> [WHAT TO PRODUCE]: Filter the entries that follow, copying every line in which the word "SETBOLD" appears.

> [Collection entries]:
━━━━

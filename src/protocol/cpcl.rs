//! # CPCL Command Builder
//!
//! Fluent builder for CPCL, the mobile-printer language used by Zebra and
//! Comtec-derived units (HM-A300 and relatives).
//!
//! A CPCL session opens with the `!` control line carrying offset, DPI and
//! page height, fills in content, and closes with `PRINT`. Commands are
//! space-separated fields on `\r\n`-terminated lines; label text rides as
//! GB18030 bytes.
//!
//! ## Example
//!
//! ```
//! use etiqueta::protocol::cpcl::Cpcl;
//!
//! let mut label = Cpcl::new();
//! label.init(0, 200, 200, 400, 1).page_width(576).center();
//! label.text("4", 0, 0, 40, "HELLO")?;
//! label.print();
//!
//! assert!(label.data().starts_with(b"! 0 200 200 400 1\r\n"));
//! # Ok::<(), etiqueta::protocol::EncodingError>(())
//! ```
//!
//! The same infallible/fallible split as the TSPL builder applies: numeric
//! commands cannot fail, text-carrying commands report an
//! [`EncodingError`] and leave the buffer untouched. The three-line QR
//! block commits atomically; a failed data line never leaves a dangling
//! `B QR` header behind.

use crate::protocol::buffer::CommandBuffer;
use crate::protocol::gb18030::{self, EncodingError};
use crate::protocol::raster::{rasterize, Dialect, PixelBuffer};

/// CPCL label job builder.
///
/// [`init`] opens a session and must come first; the printer ignores
/// content outside a `!` block.
///
/// [`init`]: Cpcl::init
#[derive(Debug, Clone, Default, PartialEq, Eq)]
pub struct Cpcl {
    buffer: CommandBuffer,
}

impl Cpcl {
    /// An empty builder. Call [`Cpcl::init`] to open a session.
    pub fn new() -> Self {
        Self::default()
    }

    // ========================================================================
    // PAGE SETUP
    // ========================================================================

    /// Reset the buffer and open a print session.
    ///
    /// `offset` shifts the whole label horizontally in dots,
    /// `horizontal_dpi`/`vertical_dpi` name the head resolution (200 for
    /// 203 dpi heads), `height` is the page length in dots and `qty` the
    /// number of copies.
    ///
    /// Emits `! {offset} {horizontal_dpi} {vertical_dpi} {height} {qty}`.
    pub fn init(
        &mut self,
        offset: u32,
        horizontal_dpi: u32,
        vertical_dpi: u32,
        height: u32,
        qty: u32,
    ) -> &mut Self {
        self.buffer.reset();
        self.buffer.push_line(&format!(
            "! {offset} {horizontal_dpi} {vertical_dpi} {height} {qty}"
        ));
        self
    }

    /// Page width in dots. Emits `PW {width}`.
    pub fn page_width(&mut self, width: u32) -> &mut Self {
        self.buffer.push_line(&format!("PW {width}"));
        self
    }

    /// Left-justify following fields. Emits `LEFT`.
    pub fn left(&mut self) -> &mut Self {
        self.buffer.push_line("LEFT");
        self
    }

    /// Right-justify following fields. Emits `RIGHT`.
    pub fn right(&mut self) -> &mut Self {
        self.buffer.push_line("RIGHT");
        self
    }

    /// Center following fields. Emits `CENTER`.
    pub fn center(&mut self) -> &mut Self {
        self.buffer.push_line("CENTER");
        self
    }

    /// Motor speed level, 0 to 5. Emits `SPEED {level}`.
    pub fn speed(&mut self, level: u8) -> &mut Self {
        self.buffer.push_line(&format!("SPEED {level}"));
        self
    }

    /// Beep for `length` eighths of a second. Emits `BEEP {length}`.
    pub fn beep(&mut self, length: u32) -> &mut Self {
        self.buffer.push_line(&format!("BEEP {length}"));
        self
    }

    // ========================================================================
    // TEXT
    // ========================================================================

    /// Horizontal text at (x, y).
    ///
    /// `font` is a font number or name; `size` is carried for
    /// compatibility and ignored by the firmware.
    ///
    /// Emits `T {font} {size} {x} {y} {data}`.
    pub fn text(
        &mut self,
        font: &str,
        size: u32,
        x: u32,
        y: u32,
        data: &str,
    ) -> Result<&mut Self, EncodingError> {
        self.buffer
            .push_line_encoded(&format!("T {font} {size} {x} {y} {data}"))?;
        Ok(self)
    }

    /// Vertical text, rotated 90 degrees counter-clockwise.
    ///
    /// Emits `VT {font} {size} {x} {y} {data}`.
    pub fn vtext(
        &mut self,
        font: &str,
        size: u32,
        x: u32,
        y: u32,
        data: &str,
    ) -> Result<&mut Self, EncodingError> {
        self.buffer
            .push_line_encoded(&format!("VT {font} {size} {x} {y} {data}"))?;
        Ok(self)
    }

    /// Magnification for following text, 1 to 16 per axis; `0 0` cancels.
    /// Sticky across labels. Emits `SETMAG {width} {height}`.
    pub fn set_mag(&mut self, width: u8, height: u8) -> &mut Self {
        self.buffer.push_line(&format!("SETMAG {width} {height}"));
        self
    }

    /// Bold for following text, 1 on, 0 off. Sticky across labels.
    /// Emits `SETBOLD {value}`.
    pub fn set_bold(&mut self, value: u8) -> &mut Self {
        self.buffer.push_line(&format!("SETBOLD {value}"));
        self
    }

    // ========================================================================
    // DRAWING
    // ========================================================================

    /// Rectangle outline between two corners.
    ///
    /// Emits `BOX {x1} {y1} {x2} {y2} {width}`.
    pub fn draw_box(&mut self, x1: u32, y1: u32, x2: u32, y2: u32, width: u32) -> &mut Self {
        self.buffer.push_line(&format!("BOX {x1} {y1} {x2} {y2} {width}"));
        self
    }

    /// Line between two points, `width` dots thick.
    ///
    /// Emits `L {x1} {y1} {x2} {y2} {width}`.
    pub fn line(&mut self, x1: u32, y1: u32, x2: u32, y2: u32, width: u32) -> &mut Self {
        self.buffer.push_line(&format!("L {x1} {y1} {x2} {y2} {width}"));
        self
    }

    // ========================================================================
    // BARCODES
    // ========================================================================

    /// Annotate following barcodes with their data.
    ///
    /// `font_number` picks the annotation font, `font_size` is ignored by
    /// the firmware, `offset` is the gap between bars and text in dots.
    ///
    /// Emits `BT {font_number} {font_size} {offset}`.
    pub fn barcode_text(&mut self, font_number: u8, font_size: u8, offset: u32) -> &mut Self {
        self.buffer
            .push_line(&format!("BT {font_number} {font_size} {offset}"));
        self
    }

    /// Stop annotating barcodes. Emits `BT OFF`.
    pub fn barcode_text_off(&mut self) -> &mut Self {
        self.buffer.push_line("BT OFF");
        self
    }

    /// Horizontal barcode at (x, y).
    ///
    /// `kind` selects the symbology (`"39"`, `"93"`, `"128"`, …),
    /// `width` is the narrow-bar unit width, `ratio` the wide/narrow
    /// ratio code.
    ///
    /// Emits `B {kind} {width} {ratio} {height} {x} {y} {data}`.
    #[allow(clippy::too_many_arguments)]
    pub fn barcode(
        &mut self,
        kind: &str,
        width: u8,
        ratio: u8,
        height: u32,
        x: u32,
        y: u32,
        data: &str,
    ) -> Result<&mut Self, EncodingError> {
        self.buffer.push_line_encoded(&format!(
            "B {kind} {width} {ratio} {height} {x} {y} {data}"
        ))?;
        Ok(self)
    }

    /// Vertical barcode, printed ladder-style.
    ///
    /// Emits `VB {kind} {width} {ratio} {height} {x} {y} {data}`.
    #[allow(clippy::too_many_arguments)]
    pub fn vbarcode(
        &mut self,
        kind: &str,
        width: u8,
        ratio: u8,
        height: u32,
        x: u32,
        y: u32,
        data: &str,
    ) -> Result<&mut Self, EncodingError> {
        self.buffer.push_line_encoded(&format!(
            "VB {kind} {width} {ratio} {height} {x} {y} {data}"
        ))?;
        Ok(self)
    }

    /// Horizontal QR code at (x, y).
    ///
    /// `model` is the QR model number (2 unless a legacy scanner demands
    /// 1), `unit_width` the module size 1 to 32, `level` the
    /// error-correction letter (`"H"`, `"Q"`, `"M"`, `"L"`).
    ///
    /// Emits the three-line block
    ///
    /// ```text
    /// B QR {x} {y} M {model} N {unit_width}
    /// {level}A,{data}
    /// ENDQR
    /// ```
    ///
    /// as a unit: if `data` fails to encode, none of the lines land.
    pub fn qrcode(
        &mut self,
        x: u32,
        y: u32,
        model: u8,
        unit_width: u8,
        level: &str,
        data: &str,
    ) -> Result<&mut Self, EncodingError> {
        let payload = format!("{level}A,{data}");
        let encoded = gb18030::encode(&payload)?;
        self.buffer
            .push_line(&format!("B QR {x} {y} M {model} N {unit_width}"));
        self.buffer.push_preencoded_line(&payload, encoded);
        self.buffer.push_line("ENDQR");
        Ok(self)
    }

    /// Vertical QR code; same atomic three-line block with a `VB QR`
    /// header.
    pub fn vqrcode(
        &mut self,
        x: u32,
        y: u32,
        model: u8,
        unit_width: u8,
        level: &str,
        data: &str,
    ) -> Result<&mut Self, EncodingError> {
        let payload = format!("{level}A,{data}");
        let encoded = gb18030::encode(&payload)?;
        self.buffer
            .push_line(&format!("VB QR {x} {y} M {model} N {unit_width}"));
        self.buffer.push_preencoded_line(&payload, encoded);
        self.buffer.push_line("ENDQR");
        Ok(self)
    }

    // ========================================================================
    // GRAPHICS
    // ========================================================================

    /// Compressed graphics with caller-preformatted hex data, one line.
    ///
    /// Emits `CG {width_bytes} {height} {x} {y} {data}`.
    pub fn cg(
        &mut self,
        width_bytes: u32,
        height: u32,
        x: u32,
        y: u32,
        data: &str,
    ) -> Result<&mut Self, EncodingError> {
        self.buffer
            .push_line_encoded(&format!("CG {width_bytes} {height} {x} {y} {data}"))?;
        Ok(self)
    }

    /// Expanded (ASCII hex) graphics with caller-preformatted data.
    ///
    /// Emits `EG {width_bytes} {height} {x} {y} {data}`.
    pub fn eg(
        &mut self,
        width_bytes: u32,
        height: u32,
        x: u32,
        y: u32,
        data: &str,
    ) -> Result<&mut Self, EncodingError> {
        self.buffer
            .push_line_encoded(&format!("EG {width_bytes} {height} {x} {y} {data}"))?;
        Ok(self)
    }

    /// Rasterize an RGBA image and draw it at (x, y).
    ///
    /// The packed bytes are complemented for CPCL's inverted polarity and
    /// follow the header directly, with neither separator nor terminator,
    /// exactly as the firmware consumes them. Only the header appears in
    /// the transcript.
    ///
    /// Emits `CG {width_bytes} {height} {x} {y}` + complemented raster.
    pub fn bitmap(&mut self, x: u32, y: u32, image: &PixelBuffer<'_>) -> &mut Self {
        let raster = rasterize(image, Dialect::Cpcl);
        self.buffer.push_fragment(&format!(
            "CG {} {} {x} {y}",
            raster.width_bytes, raster.height
        ));
        self.buffer.push_raw(&raster.bytes);
        self
    }

    // ========================================================================
    // OUTPUT
    // ========================================================================

    /// Close the session and print. Emits `PRINT`.
    pub fn print(&mut self) -> &mut Self {
        self.buffer.push_line("PRINT");
        self
    }

    /// Append an arbitrary command line verbatim.
    pub fn command(&mut self, content: &str) -> Result<&mut Self, EncodingError> {
        self.buffer.push_line_encoded(content)?;
        Ok(self)
    }

    /// Finished wire bytes for the transport.
    #[inline]
    pub fn data(&self) -> &[u8] {
        self.buffer.data()
    }

    /// Human-readable transcript, one entry per command.
    #[inline]
    pub fn transcript(&self) -> &[String] {
        self.buffer.transcript()
    }

    /// Wire byte count so far.
    #[inline]
    pub fn len(&self) -> usize {
        self.buffer.len()
    }

    /// Whether no commands have been appended since the last reset.
    #[inline]
    pub fn is_empty(&self) -> bool {
        self.buffer.is_empty()
    }
}

// ============================================================================
// TESTS
// ============================================================================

━━━━

> [RESPONSE AREA]:
    /// Emits `SETBOLD {value}`.
        self.buffer.push_line(&format!("SETBOLD {value}"));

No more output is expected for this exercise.